The estimated value of a public contract which is a services contract would vary depending on the duration of such contract. At times public calls are based on a time-limit for a contract with a possible extension period. Should the estimated value of a public contract be based on the time-limit of the contract or should it include the extension period? Clarity on this matter is crucial at the point of submitting an objection once as aforementioned an objection before the PCRB hinges on the deposit which in turn is to be calculated on the 0.50% of the estimated value. And what happens if the contracting authority commits a mistake in the calculation of the estimated value, should such an error penalise the bidder who is objecting?

This issue of the deposit calculated on an estimated value which value had been wrongly calculated by the Contracting Authority arose in the General Cleaners Co. Ltd v. Drettur tal-Kuntratti et, Court of Appeal case decided on the 22 June, 2022. The applicable law binding a contracting authority on how it is to calculate an estimated value clearly states that the estimate of the value of a tender has to be based on the total amount payable including any contract extensions as stipulated in the public call.

The Public Call for which General Cleaners put in a bid stated that the contract was to be for twelve months, with a possible extension of another two months. The contracting authority erroneously calculated the estimated value solely on the twelve months when according to law they were supposed to calculate it on the twelve months as well as on the contract extensions.

When General Cleaners acted upon their grievance by submitting an objection before the PCRB they calculated their objection deposit on the estimated value as published by the contracting authority which estimated value was incorrect by no fault of the General Cleaners. Upon General Cleaners submitting their objection, the winning bidder placed a preliminary plea that such an objection was null on the basis that the estimated value upon which the deposit was calculated was wrong and it was argued that therefore the deposit was the wrong amount. The PCRB upheld this preliminary plea and threw out General Cleaners’ objection.

General Cleaners took the matter to the Court of Appeal and rightly so the Court of Appeal overturned the decision of the PCRB on this preliminary plea. One of the main points stated in the Appeal by the General Cleaners was that when calculating a deposit to be paid as required to file an objection before the PCRB, a bidding company cannot be expected to do the work of a contracting authority and should therefore rely on the information provided by such contracting authority irrespective of whether the contracting authority calculated an estimated value wrongly. The Court of Appeal emphasised the literal meaning of the applicable law which states that the deposit for the objection has to be based on the values as estimated by the contracting authority. The Court added that the parties have a right to rely on the information as declared by the contracting authority and such parties should not have to pay for the mistakes as committed by such contracting authorities.
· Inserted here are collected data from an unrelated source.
//! Playable-source descriptors.
//!
//! An [`AudioSource`] is the unit the playback engine knows how to start:
//! either a network radio stream or the bundled fallback alarm tone. The
//! factory functions pick the right variant for an alarm, so a missing or
//! unusable station reference always degrades to something audible.

use crate::alarms::{Alarm, StationRef};
use crate::directory::Station;

/// Name used for the bundled fallback tone.
const FALLBACK_NAME: &str = "default-alarm";

/// A playable unit.
#[derive(Debug, Clone, PartialEq, Eq)]
pub enum AudioSource {
    /// A network radio stream.
    Stream {
        /// Station display name.
        name: String,
        /// Stream URL.
        url: String,
    },
    /// The bundled alarm tone, generated locally.
    Fallback {
        /// Display name.
        name: String,
    },
}

impl AudioSource {
    /// Creates a stream source for a directory station.
    #[must_use]
    pub fn stream(station: &Station) -> Self {
        Self::Stream {
            name: station.name.clone(),
            url: station.playable_url().to_string(),
        }
    }

    /// Creates the bundled fallback tone source.
    #[must_use]
    pub fn fallback() -> Self {
        Self::Fallback {
            name: FALLBACK_NAME.to_string(),
        }
    }

    /// Creates a source from a stored station reference, degrading to the
    /// fallback tone when the reference is not playable.
    #[must_use]
    pub fn from_ref(station: &StationRef) -> Self {
        if station.is_playable() {
            Self::Stream {
                name: station.name.clone(),
                url: station.stream_url.clone(),
            }
        } else {
            Self::fallback()
        }
    }

    /// Selects the source for a firing alarm: the referenced station when it
    /// is playable, otherwise the bundled fallback tone.
    #[must_use]
    pub fn for_alarm(alarm: &Alarm) -> Self {
        match &alarm.station {
            Some(station) => Self::from_ref(station),
            None => Self::fallback(),
        }
    }

    /// Returns the display name.
    #[must_use]
    pub fn name(&self) -> &str {
        match self {
            Self::Stream { name, .. } | Self::Fallback { name } => name,
        }
    }

    /// Returns the stream URL for network sources.
    #[must_use]
    pub fn url(&self) -> Option<&str> {
        match self {
            Self::Stream { url, .. } => Some(url),
            Self::Fallback { .. } => None,
        }
    }

    /// Returns true for network stream sources.
    #[must_use]
    pub fn is_stream(&self) -> bool {
        matches!(self, Self::Stream { .. })
    }

    /// Returns true for the bundled fallback tone.
    #[must_use]
    pub fn is_fallback(&self) -> bool {
        matches!(self, Self::Fallback { .. })
    }
}
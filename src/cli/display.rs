//! Display utilities for the rhythmee CLI.
//!
//! This module provides formatted output for:
//! - Alarm listings
//! - Station search results
//! - Country/tag listings
//! - Error messages

use crate::alarms::Alarm;
use crate::directory::{Country, Station, Tag};

// ============================================================================
// Display
// ============================================================================

/// Display utilities for CLI output.
pub struct Display;

impl Display {
    /// Shows an added alarm.
    pub fn show_alarm_added(alarm: &Alarm) {
        println!("* アラームを追加しました");
        println!("  {}", Self::format_alarm(alarm));
    }

    /// Shows the alarm list.
    pub fn show_alarm_list(alarms: &[Alarm]) {
        if alarms.is_empty() {
            println!("アラームは登録されていません");
            return;
        }
        println!("アラーム一覧");
        println!("─────────────────────────────");
        for alarm in alarms {
            println!("{}", Self::format_alarm(alarm));
        }
    }

    /// Shows a removed alarm id.
    pub fn show_alarm_removed(id: &str) {
        println!("* アラームを削除しました: {}", id);
    }

    /// Shows a snoozed alarm.
    pub fn show_alarm_snoozed(id: &str, minutes: u32) {
        println!("* アラームを{}分後に延期しました: {}", minutes, id);
    }

    /// Shows an enabled/disabled alarm.
    pub fn show_alarm_toggled(id: &str, enabled: bool) {
        if enabled {
            println!("* アラームを有効にしました: {}", id);
        } else {
            println!("* アラームを無効にしました: {}", id);
        }
    }

    /// Shows station search results.
    pub fn show_stations(stations: &[Station]) {
        if stations.is_empty() {
            println!("ステーションが見つかりませんでした");
            println!("  （検索条件を変えるか、しばらくしてから再試行してください）");
            return;
        }
        for station in stations {
            let mut line = format!("{}  [{}]", station.name, station.countrycode);
            if station.bitrate > 0 {
                line.push_str(&format!("  {}kbps", station.bitrate));
            }
            if !station.codec.is_empty() {
                line.push_str(&format!("  {}", station.codec));
            }
            println!("{}", line);
            println!("  {}", station.playable_url());
        }
    }

    /// Shows the country list.
    pub fn show_countries(countries: &[Country]) {
        if countries.is_empty() {
            println!("国リストを取得できませんでした");
            return;
        }
        for country in countries {
            println!("{:>6}  {}", country.stationcount, country.name);
        }
    }

    /// Shows the tag list.
    pub fn show_tags(tags: &[Tag]) {
        if tags.is_empty() {
            println!("タグリストを取得できませんでした");
            return;
        }
        for tag in tags {
            println!("{:>6}  {}", tag.stationcount, tag.name);
        }
    }

    /// Shows the station being previewed.
    pub fn show_listening(station: &Station) {
        println!("> 再生中: {}", station.name);
        println!("  {}", station.playable_url());
        println!("  Ctrl+C で停止します");
    }

    /// Shows the armed sleep timer.
    pub fn show_sleep_timer_started(minutes: u32) {
        println!("* スリープタイマー: {}分後に停止します", minutes);
    }

    /// Shows favorite toggle result.
    pub fn show_favorite_toggled(station: &Station, is_favorite: bool) {
        if is_favorite {
            println!("* お気に入りに追加しました: {}", station.name);
        } else {
            println!("* お気に入りから削除しました: {}", station.name);
        }
    }

    /// Shows the favorite list.
    pub fn show_favorites(stations: &[Station]) {
        if stations.is_empty() {
            println!("お気に入りは登録されていません");
            return;
        }
        println!("お気に入り一覧");
        println!("─────────────────────────────");
        for station in stations {
            println!("{}", station.name);
            println!("  {}", station.playable_url());
        }
    }

    /// Shows an error message.
    pub fn show_error(message: &str) {
        eprintln!("エラー: {}", message);
    }

    /// Formats one alarm line: id, time, days, state, station.
    fn format_alarm(alarm: &Alarm) -> String {
        let days = if alarm.is_one_shot() {
            "単発".to_string()
        } else {
            const DAY_NAMES: [&str; 7] = ["月", "火", "水", "木", "金", "土", "日"];
            alarm
                .repeat_days
                .iter()
                .filter_map(|d| DAY_NAMES.get(usize::from(*d) - 1))
                .copied()
                .collect::<Vec<_>>()
                .join(",")
        };
        let state = if alarm.enabled { "有効" } else { "無効" };
        let station = alarm
            .station
            .as_ref()
            .map_or("内蔵アラーム音", |s| s.name.as_str());
        format!(
            "{}  {}  [{}]  {}  {}  ({})",
            alarm.id, alarm.time, days, state, alarm.label, station
        )
    }
}

// ============================================================================
// Tests
// ============================================================================

#[cfg(test)]
mod tests {
    use super::*;
    use crate::alarms::{AlarmTime, StationRef};

    #[test]
    fn test_format_alarm_one_shot() {
        let alarm = Alarm::new(AlarmTime::new(7, 30).unwrap(), "起床");
        let line = Display::format_alarm(&alarm);
        assert!(line.contains("07:30"));
        assert!(line.contains("単発"));
        assert!(line.contains("有効"));
        assert!(line.contains("内蔵アラーム音"));
    }

    #[test]
    fn test_format_alarm_weekdays_and_station() {
        let mut alarm = Alarm::new(AlarmTime::new(6, 0).unwrap(), "平日")
            .with_repeat_days([1, 2, 3, 4, 5])
            .with_station(StationRef {
                id: "x".to_string(),
                name: "FIP".to_string(),
                stream_url: "http://example.com/fip".to_string(),
            });
        alarm.enabled = false;

        let line = Display::format_alarm(&alarm);
        assert!(line.contains("月,火,水,木,金"));
        assert!(line.contains("無効"));
        assert!(line.contains("FIP"));
    }
}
In its judgment the Court of Appeal did not shy away from admonishing the PCRB for having based its decision on a series of previous cases which had very different circumstances to the case at hand. The Court also admonished the contracting authority for having taken the position that the objection was invalid when it was its own mistake which created the confusion in the first place.

The appeal by General Cleaners was found to be more than justified and the Court ordered the decision of the PCRB to be annulled and to proceed with the objection on its merits. Furthermore, the Court ordered the winning bidder and the contracting authority to pay €1,000 each as additional expenses in view that their contestation was a frivolous one.

This judgment has provided much needed clarity on how an aggrieved bidder is to calculate the deposit to be paid. On a broader note, it highlights a major problem in Malta’s justice system where many quasi-judicial bodies are manned by persons who do not have a legal background and who in view of their lack of legal knowledge may take wrong decisions on pleas raised, which decisions can seriously impede justice being served. While there is always the remedy of appealing such wrong decisions before the Court of Appeal this case sheds a spotlight on the need for more legal professionals to sit on quasi-judicial bodies such as the PCRB.